CHAPTER THIRTEEN HOW THE DWARFS REFUSED TO BE TAKEN IN(第4/4页)
Aslan raised his head and shook his mane. Instantly a glorious feast appeared on the Dwarfs’ knees:pies and tongues and pigeons and trifles and ices,and each Dwarf had a goblet of good wine in his right hand. But it wasn’t much use. They began eating and drinking greedily enough,but it was clear that they couldn’t taste it properly. They thought they were eating and drinking only the sort of things you might find in a stable. One said he was trying to eat hay and another said he had got a bit of an old turnip and a third said he’d found a raw cabbage leaf. And they raised golden goblets of rich red wine to their lips and said“Ugh! Fancy drinking dirty water out of a trough that a donkey’s been at! Never thought we’d come to this.”But very soon every Dwarf began suspecting that every other Dwarf had found something nicer than he had,and they started grabbing and snatching,and went on to quarrelling, till in a few minutes there was a free fight and all the good food was smeared on their faces and clothes or trodden under foot. But when at last they sat down to nurse their black eyes and their bleeding noses,they all said:
“Well,at any rate there’s no Humbug here. We haven’t let anyone take us in. The Dwarfs are for the Dwarfs.”
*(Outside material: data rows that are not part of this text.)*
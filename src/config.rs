use std::net::SocketAddr;
use std::path::PathBuf;
use std::time::Duration;

/// Application-level constants
pub const APP_NAME: &str = "ClinAssign";
pub const APP_VERSION: &str = env!("CARGO_PKG_VERSION");

pub const DB_PATH_VAR: &str = "CLINASSIGN_DB_PATH";
pub const BIND_ADDR_VAR: &str = "CLINASSIGN_BIND_ADDR";
pub const SWEEP_INTERVAL_VAR: &str = "CLINASSIGN_SWEEP_INTERVAL_SECS";

/// Log filter used when `RUST_LOG` is unset.
pub fn default_log_filter() -> &'static str {
    "clinassign=info,clinassign_lib=info,tower_http=warn"
}

/// Get the application data directory
/// ~/ClinAssign/ on all platforms. Falls back to the working directory when
/// no home directory can be determined.
pub fn app_data_dir() -> PathBuf {
    dirs::home_dir()
        .unwrap_or_else(|| PathBuf::from("."))
        .join(APP_NAME)
}

/// Default SQLite database file.
pub fn default_db_path() -> PathBuf {
    app_data_dir().join("clinassign.db")
}

/// Runtime settings, read from the environment.
#[derive(Debug, Clone, PartialEq)]
pub struct ServiceConfig {
    pub db_path: PathBuf,
    pub bind_addr: SocketAddr,
    /// Zero disables the periodic sweep.
    pub sweep_interval: Duration,
}

impl Default for ServiceConfig {
    fn default() -> Self {
        Self {
            db_path: default_db_path(),
            bind_addr: default_bind_addr(),
            sweep_interval: Duration::ZERO,
        }
    }
}

impl ServiceConfig {
    /// Read from process environment variables.
    pub fn from_env() -> Self {
        Self::from_lookup(|key| std::env::var(key).ok())
    }

    /// Build from any key lookup. Unparseable values fall back to defaults.
    pub fn from_lookup(lookup: impl Fn(&str) -> Option<String>) -> Self {
        let mut config = Self::default();

        if let Some(path) = lookup(DB_PATH_VAR).filter(|p| !p.trim().is_empty()) {
            config.db_path = PathBuf::from(path);
        }

        if let Some(raw) = lookup(BIND_ADDR_VAR) {
            match raw.trim().parse::<SocketAddr>() {
                Ok(addr) => config.bind_addr = addr,
                Err(e) => tracing::warn!(
                    var = BIND_ADDR_VAR,
                    value = %raw,
                    error = %e,
                    "Invalid bind address, using default"
                ),
            }
        }

        if let Some(raw) = lookup(SWEEP_INTERVAL_VAR) {
            match raw.trim().parse::<u64>() {
                Ok(secs) => config.sweep_interval = Duration::from_secs(secs),
                Err(e) => tracing::warn!(
                    var = SWEEP_INTERVAL_VAR,
                    value = %raw,
                    error = %e,
                    "Invalid sweep interval, sweep disabled"
                ),
            }
        }

        config
    }
}

fn default_bind_addr() -> SocketAddr {
    SocketAddr::from(([0, 0, 0, 0], 8000))
}

#[cfg(test)]
mod tests {
    use super::*;
    use std::collections::HashMap;

    fn lookup_from(pairs: &[(&str, &str)]) -> impl Fn(&str) -> Option<String> {
        let map: HashMap<String, String> = pairs
            .iter()
            .map(|(k, v)| (k.to_string(), v.to_string()))
            .collect();
        move |key| map.get(key).cloned()
    }

    #[test]
    fn app_data_dir_ends_with_app_name() {
        assert!(app_data_dir().ends_with("ClinAssign"));
    }

    #[test]
    fn default_db_under_app_data() {
        let db = default_db_path();
        assert!(db.starts_with(app_data_dir()));
        assert!(db.ends_with("clinassign.db"));
    }

    #[test]
    fn default_bind_is_port_8000_on_all_interfaces() {
        assert_eq!(default_bind_addr().to_string(), "0.0.0.0:8000");
    }

    #[test]
    fn app_version_matches_cargo() {
        assert_eq!(APP_VERSION, "0.1.0");
    }

    #[test]
    fn empty_environment_gives_defaults() {
        let config = ServiceConfig::from_lookup(|_| None);
        assert_eq!(config, ServiceConfig::default());
        assert!(config.sweep_interval.is_zero());
    }

    #[test]
    fn reads_all_variables() {
        let config = ServiceConfig::from_lookup(lookup_from(&[
            (DB_PATH_VAR, "/tmp/grading.db"),
            (BIND_ADDR_VAR, "127.0.0.1:9100"),
            (SWEEP_INTERVAL_VAR, "300"),
        ]));
        assert_eq!(config.db_path, PathBuf::from("/tmp/grading.db"));
        assert_eq!(config.bind_addr.port(), 9100);
        assert_eq!(config.sweep_interval, Duration::from_secs(300));
    }

    #[test]
    fn invalid_values_fall_back() {
        let config = ServiceConfig::from_lookup(lookup_from(&[
            (DB_PATH_VAR, "  "),
            (BIND_ADDR_VAR, "not an address"),
            (SWEEP_INTERVAL_VAR, "-5"),
        ]));
        assert_eq!(config, ServiceConfig::default());
    }
}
“You see,”said Aslan.“They will not let us help them. They have chosen cunning instead of belief. Their prison is only in their own minds,yet they are in that prison; and so afraid of being taken in that they cannot be taken out. But come,children. I have other work to do.”
He went to the Door and they all followed him. He raised his head and roared,“Now it is time!”then louder,“Time!”; then so loud that it could have shaken the stars,“TIME.”The Door flew open.